Par exemple, dans la construction, le revenu mensuel moyen des indépendants est de 2 300€. Dans les services aux particuliers, il tombe à moins de 1 500€. Ces chiffres témoignent de la grande misère patronale qui sévit en France.

L’entrepreneur face à la précarité

L’INSEE a le bon goût de donner des éléments précis sur les dégâts infligés par la crise dans le monde des entrepreneurs. Le petit tableau ci-dessous:

Ce graphique permet de repérer facilement les groupes de population qui ont vu leurs revenus baisser entre 2006 et 2011. C’est notamment le cas de tous les artisans et des commerçants artisanaux comme les coiffeurs. Pour tous ces gens, l’arrivée du RSI a sonné le glas: non seulement ils ont dû faire face à une sévère baisse d’activité due à la crise de 2008, mais la mise en place d’un régime unique de sécurité sociale a accru leurs difficultés par un système de cotisations cycliques qui a fait couler un grand nombre d’entre eux.

Le RSI, épouvantail de l’entrepreneur

Ce qui devait arriver arriva: le RSI est devenu le repoussoir absolu pour l’entrepreneur, le symbole de la mesure technocratique absurde, aveugle, intrusive, et qui empoisonne la vie de ceux qui la subissent.

Voir cette vidéo : "Le RSI : le cauchemar des petits patrons"

Désormais, l’obsession de tous ceux qui ont une activité indépendante consiste à sortir du RSI. Là, ce sont les acteurs de l’économie collaborative qui tremblent dans leurs braies à l’idée d’y être soumis. Ici, c’est un artisan qui se bat pendant des années pour annuler un redressement du régime. Là encore, c’est une grande marche à travers la France. Pour l’entrepreneur, c’est tout sauf le RSI!
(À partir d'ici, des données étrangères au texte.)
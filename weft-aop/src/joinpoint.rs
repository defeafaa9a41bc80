//! 连接点（JoinPoint）
//!
//! 一次拦截事件的不可变快照：每次调用创建，调用展开后丢弃，
//! 绝不修改。

use std::fmt;
use std::sync::Arc;
use std::sync::Mutex;

use crate::error::{AopError, AopResult};
use crate::reflect::{AopValue, ClassDescriptor, MethodDescriptor, Target};

/// 连接点：一次方法拦截的上下文
#[derive(Clone)]
pub struct JoinPoint {
    target: Target,
    method_name: Option<String>,
    args: Vec<AopValue>,
}

impl JoinPoint {
    /// 创建连接点
    pub fn new(target: Target, method_name: Option<String>, args: Vec<AopValue>) -> Self {
        Self {
            target,
            method_name,
            args,
        }
    }

    /// 只针对类（无方法）的连接点
    pub fn class_only(target: Target) -> Self {
        Self::new(target, None, Vec::new())
    }

    /// 实际参数
    pub fn args(&self) -> &[AopValue] {
        &self.args
    }

    /// 接收者对象
    pub fn target(&self) -> &Target {
        &self.target
    }

    /// 接收者的类型
    pub fn owner_type(&self) -> &Arc<ClassDescriptor> {
        self.target.class()
    }

    /// 方法签名（方法名）
    pub fn signature(&self) -> Option<&str> {
        self.method_name.as_deref()
    }

    /// 按方法名从接收者解析出的方法描述符
    pub fn method_value(&self) -> Option<Arc<MethodDescriptor>> {
        let name = self.method_name.as_deref()?;
        self.target.class().method(name)
    }
}

impl fmt::Display for JoinPoint {
    fn fmt(&self, f: &mut fmt::Formatter<'_>) -> fmt::Result {
        match self.method_name.as_deref() {
            Some(name) => {
                let args: Vec<&str> = self.args.iter().map(|a| a.display()).collect();
                write!(f, "{}.{}({})", name, name, args.join(","))
            }
            None => write!(f, "{} class", self.target.class().name()),
        }
    }
}

impl fmt::Debug for JoinPoint {
    fn fmt(&self, f: &mut fmt::Formatter<'_>) -> fmt::Result {
        f.debug_struct("JoinPoint")
            .field("class", &self.target.class().name())
            .field("method", &self.method_name)
            .field("argc", &self.args.len())
            .finish()
    }
}

/// 环绕通知的 proceed 续体
///
/// 框架把它作为最后一个参数追加给环绕通知；通知调用 `call`
/// 继续执行原始方法（携带原始实参）。只能调用一次。
pub struct Proceed {
    inner: Mutex<Option<Box<dyn FnOnce() -> AopResult<AopValue> + Send>>>,
}

impl Proceed {
    pub fn new(f: impl FnOnce() -> AopResult<AopValue> + Send + 'static) -> Self {
        Self {
            inner: Mutex::new(Some(Box::new(f))),
        }
    }

    /// 继续执行被包裹的调用
    pub fn call(&self) -> AopResult<AopValue> {
        let f = self
            .inner
            .lock()
            .map_err(|_| AopError::Advice("proceed continuation poisoned".to_string()))?
            .take();
        match f {
            Some(f) => f(),
            None => Err(AopError::Advice(
                "proceed may only be invoked once".to_string(),
            )),
        }
    }
}

impl fmt::Debug for Proceed {
    fn fmt(&self, f: &mut fmt::Formatter<'_>) -> fmt::Result {
        let pending = self.inner.lock().map(|g| g.is_some()).unwrap_or(false);
        f.debug_struct("Proceed").field("pending", &pending).finish()
    }
}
Supprimer le monopole du RSI

Une mesure salutaire, indispensable, pour limiter la pénalisation de la prise de risque par les indépendants en France est de supprimer le monopole du RSI. Il ne s’agit pas de supprimer le RSI en tant que tel. Il s’agit seulement d’offrir à ses adhérents la possibilité de s’assurer ailleurs. Simple, efficace, rapide.

Fillon osera-t-il prendre cette mesure?

Pour l’instant, Fillon propose, sur le RSI, un gloubi-boulga très loin du compte:

"Le RSI est un échec et nous allons le réformer de fond en comble. Cette réforme passera par la création de la Caisse de Protection des Indépendants."
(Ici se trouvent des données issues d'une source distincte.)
//! weft-aop - 面向切面编程内核
//!
//! 提供一个可运行的 AOP 内核，支持：
//! - 切点表达式（execution/within/this/target/args/@... 原语与 && || ! 组合）
//! - 五种通知类型（Before、After、AfterReturning、AfterThrowing、Around）
//! - 选择器与正则两种匹配引擎、Advisor 绑定
//! - 代理织入（透明代理 / 原型覆盖）、冻结与暴露标志
//! - 声明式配置的引导与拆除（Weaver）

pub mod advice;
pub mod advisor;
pub mod config;
pub mod error;
pub mod error_info;
pub mod joinpoint;
pub mod param_names;
pub mod pointcut;
pub mod proxy;
pub mod reflect;
pub mod registry;
pub mod regexp;
pub mod selector;
pub mod weaver;

// 重新导出核心类型
pub use advice::{
    after_advice, after_returning_advice, after_throwing_advice, around_advice, before_advice,
    install_advice, run_intercepted, AdviceKind, AdviceOptions,
};
pub use advisor::{Advisor, AdvisorMatcher};
pub use config::{
    AdviceConfig, AdvisorConfig, AopConfig, AspectConfig, MatcherConfig, PointcutConfig,
};
pub use error::{AopError, AopResult};
pub use error_info::ErrorInfo;
pub use joinpoint::{JoinPoint, Proceed};
pub use param_names::{
    get_parameter_names, AnnotationNameDiscoverer, DiscovererChain, ParameterNameDiscoverer,
    ReflectiveNameDiscoverer,
};
pub use pointcut::{
    global_pointcut_registry, ClassFilter, MatchContext, MethodMatcher, PointcutExpression,
    PointcutRegistry,
};
pub use proxy::{current_proxy, AopProxy, ProxyFactory};
pub use reflect::{
    global_module_registry, AopValue, ClassBuilder, ClassDescriptor, FnLoader, MetaMap, MetaValue,
    MethodBody, MethodDescriptor, ModuleLoader, ModuleRegistration, ModuleRegistry, Target,
};
pub use registry::{global_advice_registry, AdviceRecord, AdviceRegistry};
pub use regexp::RegexpMatcher;
pub use selector::SelectorMatcher;
pub use weaver::{global_weaver, Weaver, WeaverFlags};

// 导出 inventory 供模块注册使用
pub use inventory;

/// 预导入模块
pub mod prelude {
    pub use crate::advice::{AdviceKind, AdviceOptions};
    pub use crate::config::{AdviceConfig, AopConfig, AspectConfig, PointcutConfig};
    pub use crate::error::{AopError, AopResult};
    pub use crate::error_info::ErrorInfo;
    pub use crate::joinpoint::{JoinPoint, Proceed};
    pub use crate::pointcut::{PointcutExpression, PointcutRegistry};
    pub use crate::proxy::{AopProxy, ProxyFactory};
    pub use crate::reflect::{
        AopValue, ClassDescriptor, MethodDescriptor, ModuleRegistration, Target,
    };
    pub use crate::weaver::{global_weaver, Weaver};
    pub use crate::intercepted;
}

/// 手写目标不经代理时，把一次调用接入拦截流水线
///
/// 使用示例：
/// ```ignore
/// use weft_aop::prelude::*;
///
/// fn greet(target: &Target, who: String) -> AopResult<AopValue> {
///     intercepted!(target, "greet", vec![AopValue::new(who.clone())], move || {
///         Ok(AopValue::new(format!("hello {}", who)))
///     })
/// }
/// ```
#[macro_export]
macro_rules! intercepted {
    ($target:expr, $method:expr, $args:expr, $body:expr) => {{
        $crate::advice::run_intercepted(&$target, $method, $args, Box::new($body))
    }};
}
//! 结构化的错误信息
//!
//! afterThrowing 通知收到的 `error` 参数绑定的就是这个快照。
//! 原始错误在通知执行完后继续向调用者传播，因此这里只保留
//! 可克隆的描述信息，不夺走错误本身的所有权。

use std::error::Error;
use std::fmt;

/// 传递给异常通知的错误快照
#[derive(Debug, Clone)]
pub struct ErrorInfo {
    /// 错误消息
    pub message: String,

    /// 错误类型名称
    pub error_type: String,

    /// 错误源链
    pub source_chain: Vec<String>,
}

impl ErrorInfo {
    /// 从任意标准错误构建快照
    pub fn from_error<E: Error>(error: &E) -> Self {
        let mut source_chain = Vec::new();
        let mut current = error.source();
        while let Some(source) = current {
            source_chain.push(source.to_string());
            current = source.source();
        }

        Self {
            message: error.to_string(),
            error_type: std::any::type_name::<E>().to_string(),
            source_chain,
        }
    }

    /// 只有消息的简单快照
    pub fn simple(message: impl Into<String>) -> Self {
        Self {
            message: message.into(),
            error_type: "Unknown".to_string(),
            source_chain: Vec::new(),
        }
    }

    /// 完整的错误描述（包含源链）
    pub fn full_description(&self) -> String {
        if self.source_chain.is_empty() {
            self.message.clone()
        } else {
            format!(
                "{}\nCaused by:\n  {}",
                self.message,
                self.source_chain.join("\n  ")
            )
        }
    }
}

impl fmt::Display for ErrorInfo {
    fn fmt(&self, f: &mut fmt::Formatter<'_>) -> fmt::Result {
        write!(f, "{}", self.full_description())
    }
}

#[cfg(test)]
mod tests {
    use super::*;
    use crate::error::AopError;

    #[test]
    fn test_from_error() {
        let err = AopError::Advice("advice blew up".to_string());
        let info = ErrorInfo::from_error(&err);
        assert!(info.message.contains("advice blew up"));
        assert!(info.error_type.contains("AopError"));
        assert!(info.source_chain.is_empty());
    }

    #[test]
    fn test_full_description() {
        let info = ErrorInfo::simple("outer");
        assert_eq!(info.full_description(), "outer");

        let mut info = ErrorInfo::simple("outer");
        info.source_chain.push("inner".to_string());
        info.source_chain.push("root".to_string());
        assert_eq!(
            info.full_description(),
            "outer\nCaused by:\n  inner\n  root"
        );
        // Display 委托给 full_description
        assert_eq!(info.to_string(), info.full_description());
    }
}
Mais non Monsieur Fillon, il ne faut pas perdre de temps à réformer le RSI de fond en comble. C’est une machine trop lourde, trop complexe, pour être réformée. Il faut la laisser mourir de sa belle mort en permettant à tous ceux qui veulent la quitter de s’assurer ailleurs. Et pour ce faire, il suffit d’une loi comportant un seul article:

Article premier: nul n’est contraint de cotiser au régime social des indépendants.

Et le tour est joué.

François Fillon osera-t-il enjamber les technocrates rétrogrades qui l’entourent pour adopter cette mesure simple? Les entrepreneurs peuvent peser en ce sens, en s’organisant bien…

Cet article est également consultable sur le blog d'Eric Verhaeghe.

En raison de débordements, nous avons fait le choix de suspendre les commentaires des articles d'Atlantico.fr.

Mais n'hésitez pas à partager cet article avec vos proches par mail, messagerie, SMS ou sur les réseaux sociaux afin de continuer le débat !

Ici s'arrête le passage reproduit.